Comparison of the mean number of species (±95% confidence interval) caught annually with TEF (blue circle), the total number of species (blue triangle) caught during the 10-year survey (2006–2016), and the number of species detected in eDNA samples (red squares) for each of the 16 locations (L01 to L16) sampled with both methods (see Supplementary Table 1).

Table 1 Comparison of species detections in eDNA and TEF samples (accumulated over ten years) at 16 sampling locations along the Rhône River.

The correlations between the number of reads (eDNA) and the number of fish caught (TEF) were significant (Spearman’s rank correlation test) in 13 of the 16 selected river locations (Table 1). For six species (Barbus barbus, Abramis brama, Gymnocephalus cernuus, Barbatula barbatula, Phoxinus phoxinus, Sander lucioperca), the relative abundance in the eDNA sample was significantly higher than that in the TEF sample (non-parametric signed test, P < 0.01 after Bonferroni correction for multiple comparisons). Only two species had significantly higher relative abundances in the TEF samples than in the eDNA samples: Alburnus alburnus (P < 0.001) and Squalius cephalus (P < 0.05).

The Shannon and Evenness indices from the eDNA samples (2.21 to 2.83 and 0.68 to 0.82, respectively) were significantly higher than the mean Shannon (Wilcoxon signed-rank test, P < 0.001) and mean Evenness indices (Wilcoxon signed-rank test, P < 0.001 to P < 0.05) from the annual TEF samples (1.19 to 2.03 and 0.47 to 0.68, respectively) (Fig. 4).

Figure 4
figure 4

Mean values (±95% confidence interval) of the (A) Shannon and (B) Evenness indices for the 10 annual TEF samples (blue circles) and the eDNA samples collected in 2016 (red circles) at each of the 16 sampling locations (L01 to L16).

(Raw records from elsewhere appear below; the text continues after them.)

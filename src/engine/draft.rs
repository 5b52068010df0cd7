//! In-progress experiment configuration
//!
//! The draft backs the four-step creation wizard: identity (name + base
//! index), variant definition, traffic split, and review. Step gating and
//! `finalize` validate the same invariants — the wizard blocks early, and
//! `finalize` re-checks everything in case step gating was bypassed.

use serde_json::{Map, Value};
use thiserror::Error;
use tracing::debug;

use crate::experiment::{ControlSpec, CreateExperimentRequest, VariantSpec};

use super::metric::PrimaryMetric;

/// First wizard step
pub const FIRST_STEP: u8 = 1;

/// Last wizard step (review)
pub const LAST_STEP: u8 = 4;

/// Draft invariant violations
#[derive(Debug, Error, PartialEq, Eq)]
pub enum ValidationError {
    #[error("experiment name cannot be empty")]
    EmptyName,

    #[error("a base index must be selected")]
    MissingIndex,

    #[error("variant index name cannot be empty")]
    EmptyVariantIndex,

    #[error("variant index must differ from the base index '{0}'")]
    VariantIndexSameAsBase(String),

    #[error("cannot advance from step {0}")]
    StepBlocked(u8),
}

/// How the variant arm is realized
#[derive(Clone, Copy, Debug, PartialEq, Eq)]
pub enum VariantMode {
    /// Variant runs inside the base index with overridden query settings
    QueryOverride,
    /// Variant runs against a separate index
    SeparateIndex,
}

/// Query-setting toggles for a query-override variant
///
/// The boolean toggles are always part of the payload; the filter string is
/// trimmed and omitted when blank.
#[derive(Clone, Debug, PartialEq, Eq)]
pub struct QueryOverrideDraft {
    pub enable_synonyms: bool,
    pub enable_typo_tolerance: bool,
    pub enable_personalization: bool,
    pub filters: String,
}

impl Default for QueryOverrideDraft {
    fn default() -> Self {
        Self {
            enable_synonyms: true,
            enable_typo_tolerance: true,
            enable_personalization: false,
            filters: String::new(),
        }
    }
}

impl QueryOverrideDraft {
    /// Build the override map sent to the server (and later, on promotion,
    /// merged into the base index settings)
    pub fn to_map(&self) -> Map<String, Value> {
        let mut map = Map::new();
        map.insert(
            "enableSynonyms".to_string(),
            Value::Bool(self.enable_synonyms),
        );
        map.insert(
            "enableTypoTolerance".to_string(),
            Value::Bool(self.enable_typo_tolerance),
        );
        map.insert(
            "enablePersonalization".to_string(),
            Value::Bool(self.enable_personalization),
        );
        let filters = self.filters.trim();
        if !filters.is_empty() {
            map.insert("filters".to_string(), Value::String(filters.to_string()));
        }
        map
    }
}

/// Mutable experiment configuration owned by the creation workflow
#[derive(Clone, Debug)]
pub struct ExperimentDraft {
    pub name: String,
    pub index_name: String,
    pub primary_metric: PrimaryMetric,
    pub variant_mode: VariantMode,
    pub overrides: QueryOverrideDraft,
    pub variant_index_name: String,
    traffic_split_percent: u8,
    minimum_days: u32,
    step: u8,
}

impl Default for ExperimentDraft {
    fn default() -> Self {
        Self::new()
    }
}

impl ExperimentDraft {
    pub fn new() -> Self {
        Self {
            name: String::new(),
            index_name: String::new(),
            primary_metric: PrimaryMetric::ConversionRate,
            variant_mode: VariantMode::QueryOverride,
            overrides: QueryOverrideDraft::default(),
            variant_index_name: String::new(),
            traffic_split_percent: 50,
            minimum_days: 7,
            step: FIRST_STEP,
        }
    }

    pub fn step(&self) -> u8 {
        self.step
    }

    pub fn traffic_split_percent(&self) -> u8 {
        self.traffic_split_percent
    }

    /// Clamped to [1, 99]
    pub fn set_traffic_split_percent(&mut self, percent: i64) {
        self.traffic_split_percent = percent.clamp(1, 99) as u8;
    }

    pub fn minimum_days(&self) -> u32 {
        self.minimum_days
    }

    /// Floored at 1
    pub fn set_minimum_days(&mut self, days: u32) {
        self.minimum_days = days.max(1);
    }

    /// Step-specific validity predicate
    ///
    /// Step 1 needs a trimmed non-empty name and a chosen index; step 2 is
    /// always valid in query-override mode, and in separate-index mode needs
    /// a non-empty variant index distinct from the base; steps 3 and 4 carry
    /// no constraints (split and days are clamped at the setters).
    pub fn can_advance(&self, from_step: u8) -> bool {
        match from_step {
            1 => !self.name.trim().is_empty() && !self.index_name.is_empty(),
            2 => match self.variant_mode {
                VariantMode::QueryOverride => true,
                VariantMode::SeparateIndex => self.validate_variant_index().is_ok(),
            },
            _ => true,
        }
    }

    /// Advance the step cursor, enforcing the current step's predicate
    pub fn advance(&mut self) -> Result<u8, ValidationError> {
        if !self.can_advance(self.step) {
            return Err(ValidationError::StepBlocked(self.step));
        }
        if self.step < LAST_STEP {
            self.step += 1;
        }
        Ok(self.step)
    }

    /// Move back one step; never blocked
    pub fn back(&mut self) -> u8 {
        if self.step > FIRST_STEP {
            self.step -= 1;
        }
        self.step
    }

    fn validate_variant_index(&self) -> Result<(), ValidationError> {
        let variant_index = self.variant_index_name.trim();
        if variant_index.is_empty() {
            return Err(ValidationError::EmptyVariantIndex);
        }
        if variant_index == self.index_name {
            return Err(ValidationError::VariantIndexSameAsBase(
                self.index_name.clone(),
            ));
        }
        Ok(())
    }

    /// Build the variant descriptor for the create call
    pub fn build_variant_payload(&self) -> VariantSpec {
        match self.variant_mode {
            VariantMode::QueryOverride => VariantSpec {
                name: "variant".to_string(),
                query_overrides: Some(self.overrides.to_map()),
                index_name: None,
            },
            VariantMode::SeparateIndex => VariantSpec {
                name: "variant".to_string(),
                query_overrides: None,
                index_name: Some(self.variant_index_name.trim().to_string()),
            },
        }
    }

    /// Produce the create-experiment request, re-validating every prior
    /// step's invariant regardless of the current step cursor
    pub fn finalize(&self) -> Result<CreateExperimentRequest, ValidationError> {
        if self.name.trim().is_empty() {
            return Err(ValidationError::EmptyName);
        }
        if self.index_name.is_empty() {
            return Err(ValidationError::MissingIndex);
        }
        if self.variant_mode == VariantMode::SeparateIndex {
            self.validate_variant_index()?;
        }

        debug!(
            name = %self.name.trim(),
            index = %self.index_name,
            split_percent = self.traffic_split_percent,
            "Finalizing experiment draft"
        );

        Ok(CreateExperimentRequest {
            name: self.name.trim().to_string(),
            index_name: self.index_name.clone(),
            traffic_split: f64::from(self.traffic_split_percent) / 100.0,
            control: ControlSpec::default(),
            variant: self.build_variant_payload(),
            primary_metric: self.primary_metric.id().to_string(),
            minimum_days: self.minimum_days,
        })
    }
}

#[cfg(test)]
mod tests {
    #![allow(clippy::unwrap_used)]

    use super::*;

    fn valid_draft() -> ExperimentDraft {
        let mut draft = ExperimentDraft::new();
        draft.name = "synonyms off".to_string();
        draft.index_name = "products".to_string();
        draft
    }

    #[test]
    fn test_step_one_blocked_until_name_and_index() {
        let mut draft = ExperimentDraft::new();
        assert!(!draft.can_advance(1));
        assert_eq!(draft.advance(), Err(ValidationError::StepBlocked(1)));

        draft.name = "   ".to_string();
        draft.index_name = "products".to_string();
        assert!(!draft.can_advance(1), "whitespace-only name must not pass");

        draft.name = "synonyms off".to_string();
        assert!(draft.can_advance(1));
        assert_eq!(draft.advance().unwrap(), 2);
    }

    #[test]
    fn test_query_override_mode_step_two_always_valid() {
        let draft = valid_draft();
        assert_eq!(draft.variant_mode, VariantMode::QueryOverride);
        assert!(draft.can_advance(2));
    }

    #[test]
    fn test_separate_index_requires_distinct_non_empty_index() {
        let mut draft = valid_draft();
        draft.variant_mode = VariantMode::SeparateIndex;

        assert!(!draft.can_advance(2));

        draft.variant_index_name = "products".to_string();
        assert!(!draft.can_advance(2), "same index as base must not pass");

        draft.variant_index_name = "products_v2".to_string();
        assert!(draft.can_advance(2));
    }

    #[test]
    fn test_later_steps_always_advance() {
        let mut draft = valid_draft();
        draft.advance().unwrap();
        assert_eq!(draft.advance().unwrap(), 3);
        assert_eq!(draft.advance().unwrap(), 4);
        // Advancing from the last step stays put
        assert_eq!(draft.advance().unwrap(), 4);
        assert_eq!(draft.back(), 3);
    }

    #[test]
    fn test_setters_clamp_instead_of_failing() {
        let mut draft = valid_draft();
        draft.set_traffic_split_percent(0);
        assert_eq!(draft.traffic_split_percent(), 1);
        draft.set_traffic_split_percent(150);
        assert_eq!(draft.traffic_split_percent(), 99);
        draft.set_minimum_days(0);
        assert_eq!(draft.minimum_days(), 1);
    }

    #[test]
    fn test_variant_payload_includes_toggles_and_trimmed_filter() {
        let mut draft = valid_draft();
        draft.overrides.enable_synonyms = false;
        draft.overrides.filters = "  category:books ".to_string();

        let payload = draft.build_variant_payload();
        assert_eq!(payload.name, "variant");
        let overrides = payload.query_overrides.unwrap();
        assert_eq!(overrides["enableSynonyms"], false);
        assert_eq!(overrides["enableTypoTolerance"], true);
        assert_eq!(overrides["enablePersonalization"], false);
        assert_eq!(overrides["filters"], "category:books");
        assert!(payload.index_name.is_none());
    }

    #[test]
    fn test_variant_payload_omits_blank_filter() {
        let mut draft = valid_draft();
        draft.overrides.filters = "   ".to_string();
        let overrides = draft.build_variant_payload().query_overrides.unwrap();
        assert!(!overrides.contains_key("filters"));
        // The boolean toggles are always present
        assert_eq!(overrides.len(), 3);
    }

    #[test]
    fn test_variant_payload_separate_index() {
        let mut draft = valid_draft();
        draft.variant_mode = VariantMode::SeparateIndex;
        draft.variant_index_name = " products_v2 ".to_string();

        let payload = draft.build_variant_payload();
        assert!(payload.query_overrides.is_none());
        assert_eq!(payload.index_name.unwrap(), "products_v2");
    }

    #[test]
    fn test_finalize_converts_percent_to_fraction() {
        let mut draft = valid_draft();
        draft.set_traffic_split_percent(30);
        draft.set_minimum_days(14);
        draft.primary_metric = PrimaryMetric::RevenuePerSearch;

        let request = draft.finalize().unwrap();
        assert_eq!(request.name, "synonyms off");
        assert_eq!(request.index_name, "products");
        assert!((request.traffic_split - 0.30).abs() < f64::EPSILON);
        assert_eq!(request.control.name, "control");
        assert_eq!(request.primary_metric, "revenuePerSearch");
        assert_eq!(request.minimum_days, 14);
    }

    #[test]
    fn test_finalize_rechecks_earlier_steps() {
        // Defense in depth: even with the cursor on the review step, a
        // violated step-2 invariant fails finalize.
        let mut draft = valid_draft();
        draft.advance().unwrap();
        draft.advance().unwrap();
        draft.advance().unwrap();
        assert_eq!(draft.step(), 4);

        draft.variant_mode = VariantMode::SeparateIndex;
        draft.variant_index_name = "products".to_string();
        assert_eq!(
            draft.finalize().unwrap_err(),
            ValidationError::VariantIndexSameAsBase("products".to_string())
        );

        draft.name = String::new();
        assert_eq!(draft.finalize().unwrap_err(), ValidationError::EmptyName);
    }
}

Longitudinal patterns of fish biodiversity revealed by eDNA metabarcoding and TEF

According to eigenvalues associated with the PCA analyses of eDNA (number of reads) and TEF samples from 14 of the 16 successive river sections from Lake Geneva to the sea, the first two principal components (PC1 and PC2) explained most of the structures for both datasets (59.1% and 51.8% of the total inertia, respectively). Regarding the co-inertia analysis performed using these first two principal components (PC), the co-inertia criterion was highly significant (RV = 0.736, p < 0.0001), which demonstrates a clear similarity between the fish assemblage structures described by eDNA metabarcoding and TEF in each of the 14 river sections. The first two co-inertia axes accounted for 85.4% of the total inertia. The first and second co-inertia PCs were highly correlated with the first and second PCs of the independent PCAs performed on the eDNA metabarcoding (R = −0.982 and R = −0.951, respectively) and TEF (R = −0.923 and R = −0.872, respectively) datasets. The coordinates of the eDNA and TEF samples on the first and second co-inertia PCs (Fig. 5) were highly correlated (R2 = 0.859 and R2 = 0.763, respectively, P < 0.001). The slope and intercept of the two regression lines did not differ from zero and one, respectively (Student’s t-test, P > 0.05).

Figure 5
figure 5

Relationships between the standardized scores of the eDNA and TEF samples for each of the 14 river sections on the first (A) and second (B) principle components of the co-inertia analysis. Solid line: regression of TEF samples on standardized scores of the eDNA samples. Dashed line: regression line with an intercept of zero and a slope of one (dashed line).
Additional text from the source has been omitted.